Search code examples
pythondjangopostgresqllocale

Sort list of tuples considering locale (swedish ordering)


Apparently PostgreSQL 8.4 and Ubuntu 10.04 cannot handle the updated way to sort W and V for Swedish alphabet. That is, it's still ordering them as the same letter like this (old definition for Swedish ordering):

  • Wa
  • Vb
  • Wc
  • Vd

it should be (new definition for Swedish ordering):

  • Vb
  • Vd
  • Wa
  • Wc

I need to order this correctly for a Python/Django website I'm building. I have tried various ways to just order a list of tuples created from a Django QuerySet using *values_list*. But since it's Swedish also å, ä and ö letters needs to be correctly ordered. Now I have either one or the other way both not both..

list_of_tuples = [(u'Wa', 1), (u'Vb',2), (u'Wc',3), (u'Vd',4), (u'Öa',5), (u'äa',6), (u'Åa',7)]

print '########## Ordering One ##############'
ordered_list_one = sorted(list_of_tuples, key=lambda t: tuple(t[0].lower()))
for item in ordered_list_one:
    print item[0]

print '########## Ordering Two ##############'
locale.setlocale(locale.LC_ALL, "sv_SE.utf8")
list_of_names = [u'Wa', u'Vb', u'Wc', u'Vd', u'Öa', u'äa', u'Åa']
ordered_list_two = sorted(list_of_names, cmp=locale.strcoll)
for item in ordered_list_two:
    print item

The examples gives:

########## Ordering One ##############
Vb
Vd
Wa
Wc
äa
Åa
Öa
########## Ordering Two ##############
Wa
Vb
Wc
Vd
Åa
äa
Öa

Now, What I want is a combination of these so that both V/W and å,ä,ö ordering are correct. To be more precise. I want Ordering One to respect locale. By then using the second item (object id) in each tuple I could fetch the correct object in Django.

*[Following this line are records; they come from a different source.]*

impl Fuzzer {
    pub fn new(config: FuzzConfig) -> anyhow::Result<Self> {
        config.validate()?;
        let contracts = match &config.compilation {
            CompilationConfig::DirectCompiler { artifact_directory } => {
                ContractLoader::from_artifact_dir(artifact_directory)?
            }
            CompilationConfig::ProjectToolchain { combined_json } => {
                ContractLoader::from_combined_json(combined_json)?
            }
        };
        let campaign_seed = config.fuzzing.campaign_seed.unwrap_or_else(|| {
            SystemTime::now()
                .duration_since(UNIX_EPOCH)
                .map(|d| d.as_nanos() as u64)
                .unwrap_or(0)
        });
        let mut rng = StdRng::seed_from_u64(campaign_seed);
        let accounts = build_accounts(config.accounts.generate, &config.accounts.keys, &mut rng)?;
        info!(
            "campaign seed 0x{:x}: {} contracts, {} accounts, {} workers",
            campaign_seed,
            contracts.contracts.len(),
            accounts.len(),
            config.fuzzing.workers
        );
        let registry = TestCaseRegistry::new(config.fuzzing.test_prefixes.clone());
        Ok(Self {
            config,
            accounts: Arc::new(accounts),
            contracts: Arc::new(contracts.contracts),
            campaign_seed,
            token: Arc::new(CancelToken::new()),
            metrics: Arc::new(CampaignMetrics::default()),
            registry: Arc::new(Mutex::new(registry)),
        })
    }

    /// Request shutdown. Idempotent: returns true only on the first call.
    /// Workers stop at their next iteration boundary, never mid-call.
    pub fn stop(&self) -> bool {
        self.token.cancel()
    }

    pub fn cancel_token(&self) -> Arc<CancelToken> {
        self.token.clone()
    }

    pub fn metrics(&self) -> Arc<CampaignMetrics> {
        self.metrics.clone()
    }

    /// Run the campaign to completion and emit the final report.
    pub fn run(&self) -> anyhow::Result<CampaignReport> {
        let corpus = Arc::new(
            Corpus::open(self.config.fuzzing.corpus_directory.clone())
                .context("opening corpus directory")?,
        );
        info!("corpus loaded with {} active sequences", corpus.active_count());

        let mut cache_lifecycle = None;
        let fork = if self.config.fork.enabled {
            let cache = Arc::new(RemoteStateCache::open(
                &self.config.fork.cache_directory,
                &self.config.fork.rpc_url,
                self.config.fork.block_height,
            )?);
            cache_lifecycle = Some(cache.spawn_lifecycle(self.token.clone()));
            let pool = Arc::new(RpcClientPool::new(
                &self.config.fork.rpc_url,
                self.config.fork.block_height,
                self.config.fork.pool_size,
                DEFAULT_MAX_RETRIES,
            ));
            Some((cache, pool))
        } else {
            None
        };

        let aggregator = if self.config.fuzzing.reversion_reporter.enabled {
            Some(RevertAggregator::spawn(self.token.clone()))
        } else {
            None
        };

        let (metrics_tx, metrics_rx) = unbounded::<MetricsDelta>();
        let global_coverage = Arc::new(Mutex::new(CoverageMap::new()));
        let global_pool = Arc::new(Mutex::new(ValuePool::new()));

        let shared = WorkerShared {
            accounts: self.accounts.clone(),
            contracts: self.contracts.clone(),
            corpus: corpus.clone(),
            global_coverage: global_coverage.clone(),
            global_pool,
            registry: self.registry.clone(),
            metrics: metrics_tx,
            token: self.token.clone(),
            fork,
            settings: WorkerSettings {
                campaign_seed: self.campaign_seed,
                max_tx_sequence_length: self.config.fuzzing.max_tx_sequence_length,
                worker_database_entry_limit: self.config.fuzzing.worker_database_entry_limit,
                shrink_limit: self.config.fuzzing.shrink_limit,
                fail_fast: self.config.fuzzing.fail_fast,
            },
        };

        let mut handles = vec![];
        for index in 0..self.config.fuzzing.workers {
            let shared = shared.clone();
            let revert_sender = aggregator.as_ref().map(|a| a.sender());
            let handle = std::thread::Builder::new()
                .name(format!("worker-{}", index))
                .spawn(move || run_worker(index, shared, revert_sender))
                .context("spawning worker thread")?;
            handles.push(handle);
        }
        // the supervisor's own copies must go so the metrics channel
        // disconnects once every worker exits
        drop(shared);

        let started = Instant::now();
        let timeout = Duration::from_secs(self.config.fuzzing.timeout);
        let test_limit = self.config.fuzzing.test_limit;
        loop {
            match metrics_rx.recv_timeout(Duration::from_millis(100)) {
                Ok(delta) => {
                    self.metrics.fold(&delta);
                    if test_limit > 0
                        && self.metrics.calls_tested.load(Ordering::Relaxed) >= test_limit
                        && self.stop()
                    {
                        info!("test limit of {} calls reached, stopping", test_limit);
                    }
                }
                Err(crossbeam::channel::RecvTimeoutError::Timeout) => {}
                Err(crossbeam::channel::RecvTimeoutError::Disconnected) => break,
            }
            if !timeout.is_zero() && started.elapsed() >= timeout && self.stop() {
                info!("timeout of {:?} elapsed, stopping", timeout);
            }
            if handles.iter().all(|h| h.is_finished()) {
                break;
            }
        }
        // cancelled or not, the cohort is winding down; make it official
        self.stop();

        let mut worker_failure = false;
        for handle in handles {
            match handle.join() {
                Ok(Ok(())) => {}
                Ok(Err(e)) => {
                    error!("worker failed: {}", e);
                    worker_failure = true;
                }
                Err(_) => {
                    error!("worker panicked (internal invariant violation)");
                    worker_failure = true;
                }
            }
        }
        while let Ok(delta) = metrics_rx.try_recv() {
            self.metrics.fold(&delta);
        }

        corpus.close();
        if let Some(aggregator) = aggregator {
            let call_metrics = aggregator.finish();
            write_artifacts(Path::new("."), &call_metrics)
                .context("writing reversion artifacts")?;
            info!(
                "reversion statistics written for {} functions",
                call_metrics.functions.len()
            );
        }
        if let Some(lifecycle) = cache_lifecycle {
            lifecycle
                .join()
                .map_err(|_| anyhow!("cache lifecycle thread panicked"))?
                .context("flushing remote state cache on shutdown")?;
        }

        let report = self.build_report(&corpus, worker_failure);
        self.log_report(&report);
        Ok(report)
    }

    fn build_report(&self, corpus: &Corpus, worker_failure: bool) -> CampaignReport {
        let mut registry = self.registry.lock().expect("registry lock poisoned");
        registry.finish();
        let cases: Vec<CaseSummary> = registry
            .cases()
            .iter()
            .map(|case| CaseSummary {
                contract: case.contract_name.clone(),
                signature: case.function.signature.clone(),
                status: case.status,
                message: case.message.clone(),
                witness: case.witness.clone(),
            })
            .collect();
        let any_failed = registry.any_failed();
        let exit_code = if any_failed {
            EXIT_TEST_FAILED
        } else if worker_failure {
            1
        } else {
            0
        };
        CampaignReport {
            calls_tested: self.metrics.calls_tested.load(Ordering::Relaxed),
            sequences_tested: self.metrics.sequences_tested.load(Ordering::Relaxed),
            failed_sequences: self.metrics.failed_sequences.load(Ordering::Relaxed),
            gas_used: self.metrics.gas_used.load(Ordering::Relaxed),
            branches_hit: self.metrics.branches_hit.load(Ordering::Relaxed),
            corpus_entries: corpus.len(),
            cases,
            exit_code,
        }
    }

    fn log_report(&self, report: &CampaignReport) {
        info!(
            "campaign finished: {} calls, {} sequences, {} coverage bits, {} corpus entries",
            report.calls_tested, report.sequences_tested, report.branches_hit, report.corpus_entries
        );
        for case in &report.cases {
            match case.status {
                TestCaseStatus::Failed => {
                    error!(
                        "[FAILED] {}.{}: {}",
                        case.contract,
                        case.signature,
                        case.message.as_deref().unwrap_or("no detail")
                    );
                    if let Some(witness) = &case.witness {
                        for (step, line) in self.describe_sequence(witness).iter().enumerate() {
                            error!("  {}. {}", step + 1, line);
                        }
                    }
                }
                TestCaseStatus::Passed => info!("[PASSED] {}.{}", case.contract, case.signature),
                TestCaseStatus::Skipped => {
                    warn!("[SKIPPED] {}.{}", case.contract, case.signature)
                }
                _ => {}
            }
        }
    }

    /// Human-readable rendering of a witness sequence.
    pub fn describe_sequence(&self, sequence: &CallSequence) -> Vec<String> {
        sequence
            .calls
            .iter()
            .map(|call| self.describe_call(call))
            .collect()
    }

    fn describe_call(&self, call: &Call) -> String {
        let sender = self
            .accounts
            .get(call.sender as usize)
            .map(|a| format!("0x{}", hex::encode(a.address.0)))
            .unwrap_or_else(|| format!("account[{}]", call.sender));
        let Some(to) = call.to else {
            return format!("{} deploys {} bytes of init code", sender, call.data.len());
        };
        let described = call.selector().and_then(|selector| {
            self.contracts.iter().find_map(|contract| {
                let function = contract.abi.function_by_selector(selector)?;
                let args = decode_values(&function.inputs, &call.data[4..]).ok()?;
                Some(format!(
                    "{}({})",
                    function.name,
                    args.iter().map(|a| a.to_string()).join(", ")
                ))
            })
        });
        let callee = described.unwrap_or_else(|| format!("raw 0x{}", hex::encode(&call.data)));
        format!(
            "{} -> 0x{}: {} [block +{}, time +{}s]",
            sender,
            hex::encode(to.0),
            callee,
            call.block_delay,
            call.time_delay
        )
    }
}
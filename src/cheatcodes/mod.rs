/// Cheatcode precompiles: fixed-address contracts dispatched by ABI
/// selector that manipulate the test environment.
pub mod console;

use std::collections::HashMap;

use once_cell::sync::Lazy;

use crate::abi::{decode_values, encode_values, AbiType, AbiValue};
use crate::chain::db::{self, ChainDb};
use crate::chain::tracers::RawLog;
use crate::types::{h256_of, selector_of, EVMAddress, EVMU256};
use revm::primitives::{Env, B160, U256};

/// 0x7109709ECfa91a80626fF3989D68f67F5b1DD12D
pub const CHEATCODE_ADDRESS: B160 = B160([
    113, 9, 112, 158, 207, 169, 26, 128, 98, 111, 243, 152, 157, 104, 246, 127, 91, 29, 209, 45,
]);

/// Prank information: the sender to impersonate for upcoming calls.
#[derive(Debug, Clone)]
pub struct Prank {
    pub new_caller: EVMAddress,
    /// true: expires after the next call; false: until stopPrank
    pub single_call: bool,
}

#[derive(Debug, Clone, PartialEq, Eq)]
pub enum RevertMatch {
    Any,
    Selector([u8; 4]),
    Exact(Vec<u8>),
}

impl RevertMatch {
    pub fn matches(&self, data: &[u8]) -> bool {
        match self {
            RevertMatch::Any => true,
            RevertMatch::Selector(selector) => data.get(..4) == Some(&selector[..]),
            RevertMatch::Exact(expected) => data == expected.as_slice(),
        }
    }
}

/// Lifecycle of one expectEmit declaration: the next emitted log becomes
/// the pattern, a later identical log satisfies it.
#[derive(Debug, Clone)]
pub enum EmitExpectation {
    Pending,
    Armed(RawLog),
    Matched,
}

/// Frame-local cheat state, owned by the chain and reset per transaction
/// where noted. Handlers read and write it through [`CheatCtx`].
#[derive(Debug, Default)]
pub struct CheatcodeState {
    pub prank: Option<Prank>,
    pub expected_revert: Option<RevertMatch>,
    pub expected_emits: Vec<EmitExpectation>,
    /// unmet expectations; turns the call outcome into a violation
    pub violations: Vec<String>,
}

impl CheatcodeState {
    /// Expectations are scoped to one transaction; pranks started with
    /// startPrank survive across calls.
    pub fn begin_tx(&mut self) {
        self.expected_revert = None;
        self.expected_emits.clear();
        self.violations.clear();
    }

    /// Flag expectations the transaction left unmet.
    pub fn end_tx(&mut self) {
        if self.expected_revert.take().is_some() {
            self.violations
                .push("expected revert was not observed".to_string());
        }
        if self
            .expected_emits
            .iter()
            .any(|e| matches!(e, EmitExpectation::Armed(_) | EmitExpectation::Pending))
        {
            self.violations
                .push("expected event was not emitted".to_string());
        }
        self.expected_emits.clear();
        if self.prank.as_ref().map(|p| p.single_call).unwrap_or(false) {
            self.prank = None;
        }
    }

    pub fn observe_log(&mut self, log: &RawLog) {
        for expectation in self.expected_emits.iter_mut() {
            if matches!(expectation, EmitExpectation::Pending) {
                *expectation = EmitExpectation::Armed(log.clone());
                return;
            }
        }
        for expectation in self.expected_emits.iter_mut() {
            if let EmitExpectation::Armed(pattern) = expectation {
                if pattern.topics == log.topics && pattern.data == log.data {
                    *expectation = EmitExpectation::Matched;
                    return;
                }
            }
        }
    }
}

/// What a handler hands back: ABI-packed success output, or a raw revert
/// (selector-bearing payload) that propagates to the caller.
#[derive(Debug, Clone, PartialEq, Eq)]
pub enum CheatResult {
    Return(Vec<u8>),
    Revert(Vec<u8>),
}

/// Encode `Error(string)` revert data, the shape solidity callers expect.
pub fn error_revert(message: &str) -> Vec<u8> {
    let mut out = crate::reverts::ERROR_SELECTOR.to_vec();
    out.extend_from_slice(&encode_values(&[AbiValue::Str(message.to_string())]));
    out
}

/// Live context a handler runs against.
pub struct CheatCtx<'a> {
    pub env: &'a mut Env,
    pub db: &'a mut ChainDb,
    pub state: &'a mut CheatcodeState,
}

type CheatHandler = fn(&mut CheatCtx<'_>, &[AbiValue]) -> CheatResult;

pub struct CheatcodeDef {
    pub signature: &'static str,
    pub inputs: Vec<AbiType>,
    handler: CheatHandler,
}

fn def(signature: &'static str, handler: CheatHandler) -> ([u8; 4], CheatcodeDef) {
    let args = &signature[signature.find('(').expect("signature has args") + 1
        ..signature.len() - 1];
    let inputs = if args.is_empty() {
        vec![]
    } else {
        args.split(',')
            .map(|a| AbiType::parse(a).expect("cheatcode signature type"))
            .collect()
    };
    (
        selector_of(signature),
        CheatcodeDef {
            signature,
            inputs,
            handler,
        },
    )
}

/// selector → (input schema, handler); `required_gas` is zero for every
/// entry.
static REGISTRY: Lazy<HashMap<[u8; 4], CheatcodeDef>> = Lazy::new(|| {
    HashMap::from([
        def("warp(uint256)", cheat_warp),
        def("roll(uint256)", cheat_roll),
        def("prank(address)", cheat_prank),
        def("startPrank(address)", cheat_start_prank),
        def("stopPrank()", cheat_stop_prank),
        def("deal(address,uint256)", cheat_deal),
        def("store(address,bytes32,bytes32)", cheat_store),
        def("load(address,bytes32)", cheat_load),
        def("etch(address,bytes)", cheat_etch),
        def("expectRevert()", cheat_expect_revert_any),
        def("expectRevert(bytes4)", cheat_expect_revert_selector),
        def("expectRevert(bytes)", cheat_expect_revert_bytes),
        def("expectEmit()", cheat_expect_emit),
    ])
});

/// Dispatch a call made to the cheatcode address.
pub fn dispatch(ctx: &mut CheatCtx<'_>, calldata: &[u8]) -> CheatResult {
    if calldata.len() < 4 {
        return CheatResult::Revert(error_revert("malformed cheatcode call"));
    }
    let mut selector = [0u8; 4];
    selector.copy_from_slice(&calldata[..4]);
    let Some(definition) = REGISTRY.get(&selector) else {
        return CheatResult::Revert(error_revert("unknown cheatcode selector"));
    };
    let args = match decode_values(&definition.inputs, &calldata[4..]) {
        Ok(args) => args,
        Err(_) => {
            return CheatResult::Revert(error_revert(&format!(
                "malformed arguments for {}",
                definition.signature
            )))
        }
    };
    (definition.handler)(ctx, &args)
}

fn arg_word(args: &[AbiValue], index: usize) -> EVMU256 {
    match args.get(index) {
        Some(AbiValue::Uint(v, _)) | Some(AbiValue::Int(v, _)) => *v,
        Some(AbiValue::FixedBytes(b)) => crate::types::be_to_u256(b),
        _ => U256::ZERO,
    }
}

fn arg_address(args: &[AbiValue], index: usize) -> EVMAddress {
    match args.get(index) {
        Some(AbiValue::Address(a)) => *a,
        _ => B160([0u8; 20]),
    }
}

fn arg_bytes(args: &[AbiValue], index: usize) -> Vec<u8> {
    match args.get(index) {
        Some(AbiValue::Bytes(b)) | Some(AbiValue::FixedBytes(b)) => b.clone(),
        _ => vec![],
    }
}

/// Sets `block.timestamp`.
fn cheat_warp(ctx: &mut CheatCtx<'_>, args: &[AbiValue]) -> CheatResult {
    ctx.env.block.timestamp = arg_word(args, 0);
    CheatResult::Return(vec![])
}

/// Sets `block.number`.
fn cheat_roll(ctx: &mut CheatCtx<'_>, args: &[AbiValue]) -> CheatResult {
    ctx.env.block.number = arg_word(args, 0);
    CheatResult::Return(vec![])
}

/// Impersonates the sender of the next call.
fn cheat_prank(ctx: &mut CheatCtx<'_>, args: &[AbiValue]) -> CheatResult {
    ctx.state.prank = Some(Prank {
        new_caller: arg_address(args, 0),
        single_call: true,
    });
    CheatResult::Return(vec![])
}

fn cheat_start_prank(ctx: &mut CheatCtx<'_>, args: &[AbiValue]) -> CheatResult {
    ctx.state.prank = Some(Prank {
        new_caller: arg_address(args, 0),
        single_call: false,
    });
    CheatResult::Return(vec![])
}

fn cheat_stop_prank(ctx: &mut CheatCtx<'_>, _args: &[AbiValue]) -> CheatResult {
    ctx.state.prank = None;
    CheatResult::Return(vec![])
}

/// Sets an address' balance.
fn cheat_deal(ctx: &mut CheatCtx<'_>, args: &[AbiValue]) -> CheatResult {
    match db::set_balance(ctx.db, arg_address(args, 0), arg_word(args, 1)) {
        Ok(()) => CheatResult::Return(vec![]),
        Err(e) => CheatResult::Revert(error_revert(&e.to_string())),
    }
}

/// Writes a raw storage slot.
fn cheat_store(ctx: &mut CheatCtx<'_>, args: &[AbiValue]) -> CheatResult {
    match db::set_storage(
        ctx.db,
        arg_address(args, 0),
        arg_word(args, 1),
        arg_word(args, 2),
    ) {
        Ok(()) => CheatResult::Return(vec![]),
        Err(e) => CheatResult::Revert(error_revert(&e.to_string())),
    }
}

/// Reads a raw storage slot.
fn cheat_load(ctx: &mut CheatCtx<'_>, args: &[AbiValue]) -> CheatResult {
    match db::read_storage(ctx.db, arg_address(args, 0), arg_word(args, 1)) {
        Ok(value) => CheatResult::Return(h256_of(value).0.to_vec()),
        Err(e) => CheatResult::Revert(error_revert(&e.to_string())),
    }
}

/// Replaces an address' code.
fn cheat_etch(ctx: &mut CheatCtx<'_>, args: &[AbiValue]) -> CheatResult {
    match db::set_code(ctx.db, arg_address(args, 0), arg_bytes(args, 1)) {
        Ok(()) => CheatResult::Return(vec![]),
        Err(e) => CheatResult::Revert(error_revert(&e.to_string())),
    }
}

fn cheat_expect_revert_any(ctx: &mut CheatCtx<'_>, _args: &[AbiValue]) -> CheatResult {
    ctx.state.expected_revert = Some(RevertMatch::Any);
    CheatResult::Return(vec![])
}

fn cheat_expect_revert_selector(ctx: &mut CheatCtx<'_>, args: &[AbiValue]) -> CheatResult {
    let bytes = arg_bytes(args, 0);
    let mut selector = [0u8; 4];
    selector.copy_from_slice(&bytes[..4.min(bytes.len())]);
    ctx.state.expected_revert = Some(RevertMatch::Selector(selector));
    CheatResult::Return(vec![])
}

fn cheat_expect_revert_bytes(ctx: &mut CheatCtx<'_>, args: &[AbiValue]) -> CheatResult {
    ctx.state.expected_revert = Some(RevertMatch::Exact(arg_bytes(args, 0)));
    CheatResult::Return(vec![])
}

fn cheat_expect_emit(ctx: &mut CheatCtx<'_>, _args: &[AbiValue]) -> CheatResult {
    ctx.state.expected_emits.push(EmitExpectation::Pending);
    CheatResult::Return(vec![])
}

#[cfg(test)]
mod tests {
    use super::*;
    use crate::abi::encode_call;
    use crate::fork::ForkBackend;
    use revm::primitives::B256;

    fn ctx_parts() -> (Env, ChainDb, CheatcodeState) {
        (Env::default(), db::fresh(ForkBackend::Local), CheatcodeState::default())
    }

    fn run(env: &mut Env, db: &mut ChainDb, state: &mut CheatcodeState, data: &[u8]) -> CheatResult {
        let mut ctx = CheatCtx { env, db, state };
        dispatch(&mut ctx, data)
    }

    #[test]
    fn test_warp_and_roll() {
        let (mut env, mut db, mut state) = ctx_parts();
        let data = encode_call(
            selector_of("warp(uint256)"),
            &[AbiValue::Uint(U256::from(1234u64), 256)],
        );
        assert_eq!(
            run(&mut env, &mut db, &mut state, &data),
            CheatResult::Return(vec![])
        );
        assert_eq!(env.block.timestamp, U256::from(1234u64));

        let data = encode_call(
            selector_of("roll(uint256)"),
            &[AbiValue::Uint(U256::from(77u64), 256)],
        );
        run(&mut env, &mut db, &mut state, &data);
        assert_eq!(env.block.number, U256::from(77u64));
    }

    #[test]
    fn test_store_load_roundtrip() {
        let (mut env, mut db, mut state) = ctx_parts();
        let target = B160([9u8; 20]);
        let slot = [1u8; 32];
        let value = [2u8; 32];
        let data = encode_call(
            selector_of("store(address,bytes32,bytes32)"),
            &[
                AbiValue::Address(target),
                AbiValue::FixedBytes(slot.to_vec()),
                AbiValue::FixedBytes(value.to_vec()),
            ],
        );
        run(&mut env, &mut db, &mut state, &data);

        let data = encode_call(
            selector_of("load(address,bytes32)"),
            &[AbiValue::Address(target), AbiValue::FixedBytes(slot.to_vec())],
        );
        match run(&mut env, &mut db, &mut state, &data) {
            CheatResult::Return(out) => assert_eq!(out, value.to_vec()),
            other => panic!("unexpected {:?}", other),
        }
    }

    #[test]
    fn test_unknown_selector_reverts() {
        let (mut env, mut db, mut state) = ctx_parts();
        let result = run(&mut env, &mut db, &mut state, &[0xde, 0xad, 0xbe, 0xef]);
        match result {
            CheatResult::Revert(data) => {
                assert_eq!(&data[..4], &crate::reverts::ERROR_SELECTOR);
            }
            other => panic!("unexpected {:?}", other),
        }
    }

    #[test]
    fn test_expect_emit_lifecycle() {
        let mut state = CheatcodeState::default();
        state.expected_emits.push(EmitExpectation::Pending);
        let pattern = RawLog {
            address: B160([1u8; 20]),
            topics: vec![B256([3u8; 32])],
            data: vec![1, 2, 3],
        };
        // declaration log arms the expectation
        state.observe_log(&pattern);
        assert!(matches!(state.expected_emits[0], EmitExpectation::Armed(_)));
        // matching log satisfies it
        state.observe_log(&pattern.clone());
        assert!(matches!(state.expected_emits[0], EmitExpectation::Matched));
        state.end_tx();
        assert!(state.violations.is_empty());
    }

    #[test]
    fn test_unmet_expectations_become_violations() {
        let mut state = CheatcodeState::default();
        state.expected_revert = Some(RevertMatch::Any);
        state.expected_emits.push(EmitExpectation::Pending);
        state.end_tx();
        assert_eq!(state.violations.len(), 2);
    }

    #[test]
    fn test_revert_match_forms() {
        assert!(RevertMatch::Any.matches(&[]));
        assert!(RevertMatch::Selector([1, 2, 3, 4]).matches(&[1, 2, 3, 4, 9]));
        assert!(!RevertMatch::Selector([1, 2, 3, 4]).matches(&[9, 2, 3, 4]));
        assert!(RevertMatch::Exact(vec![5, 6]).matches(&[5, 6]));
        assert!(!RevertMatch::Exact(vec![5, 6]).matches(&[5, 6, 7]));
    }
}
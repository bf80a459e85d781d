/// Console precompile: formatted contract logging bridged to the logging
/// subsystem.
use std::collections::HashMap;

use once_cell::sync::Lazy;
use tracing::info;

use crate::abi::{decode_values, AbiType, AbiValue};
use crate::types::selector_of;
use revm::primitives::B160;

/// 0x000000000000000000636F6e736F6c652e6c6f67 ("console.log")
pub const CONSOLE_ADDRESS: B160 = B160([
    0, 0, 0, 0, 0, 0, 0, 0, 0, 0x63, 0x6f, 0x6e, 0x73, 0x6f, 0x6c, 0x65, 0x2e, 0x6c, 0x6f, 0x67,
]);

static SIGNATURES: Lazy<HashMap<[u8; 4], Vec<AbiType>>> = Lazy::new(|| {
    let sigs: &[&str] = &[
        "log(string)",
        "log(uint256)",
        "log(int256)",
        "log(address)",
        "log(bool)",
        "log(bytes)",
        "log(bytes32)",
        "log(string,uint256)",
        "log(string,address)",
        "log(string,bool)",
        "log(string,string)",
        "log(uint256,uint256)",
        "log(string,uint256,uint256)",
    ];
    sigs.iter()
        .map(|sig| {
            let args = &sig[sig.find('(').expect("signature has args") + 1..sig.len() - 1];
            let inputs = if args.is_empty() {
                vec![]
            } else {
                args.split(',')
                    .map(|a| AbiType::parse(a).expect("console signature type"))
                    .collect()
            };
            (selector_of(sig), inputs)
        })
        .collect()
});

fn render(values: &[AbiValue]) -> String {
    values
        .iter()
        .map(|v| match v {
            AbiValue::Str(s) => s.clone(),
            other => other.to_string(),
        })
        .collect::<Vec<_>>()
        .join(" ")
}

/// Decode a call to the console address and emit it through `tracing`.
/// Unknown overloads log their raw calldata rather than failing the call.
pub fn log(calldata: &[u8]) {
    if calldata.len() < 4 {
        return;
    }
    let mut selector = [0u8; 4];
    selector.copy_from_slice(&calldata[..4]);
    match SIGNATURES
        .get(&selector)
        .and_then(|inputs| decode_values(inputs, &calldata[4..]).ok())
    {
        Some(values) => info!(target: "console", "{}", render(&values)),
        None => info!(target: "console", "raw: 0x{}", hex::encode(calldata)),
    }
}

#[cfg(test)]
mod tests {
    use super::*;
    use crate::abi::encode_call;
    use crate::types::EVMU256;

    #[test]
    fn test_known_overloads_decode() {
        let data = encode_call(
            selector_of("log(string,uint256)"),
            &[
                AbiValue::Str("balance".into()),
                AbiValue::Uint(EVMU256::from(5u64), 256),
            ],
        );
        let selector: [u8; 4] = data[..4].try_into().unwrap();
        let inputs = SIGNATURES.get(&selector).unwrap();
        let values = decode_values(inputs, &data[4..]).unwrap();
        assert_eq!(render(&values), "balance 5");
    }

    #[test]
    fn test_log_tolerates_garbage() {
        // must not panic
        log(&[]);
        log(&[1, 2, 3, 4, 5]);
    }
}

I'm starting to doubt that this will be possible? Would upgrading PostgreSQL to a newer version that handles collations better and then use raw SQL in Django be possible?


Solution

  • When running LC_ALL=sv_SE.UTF-8 sort on your example on Ubuntu-10.04, it comes out with Wa before Vb (the "old way"), so Ubuntu does not seem to agree with the "new way". Since PostgreSQL relies on the operating system for this, it will behave just the same as the OS given the same lc_collate.

    There is actually a patch in debian glibc related to this particular sort issue: http://sourceware.org/bugzilla/show_bug.cgi?id=9724 But it was objected to and not accepted. If you only need this behavior on a system you administer, you can still apply the change of the patch to /usr/share/i18n/locales/sv_SE and rebuild the se_SV locale by running locale-gen sv_SE.UTF-8. Or better yet, create your own alternative locale derived from it to avoid messing with the original.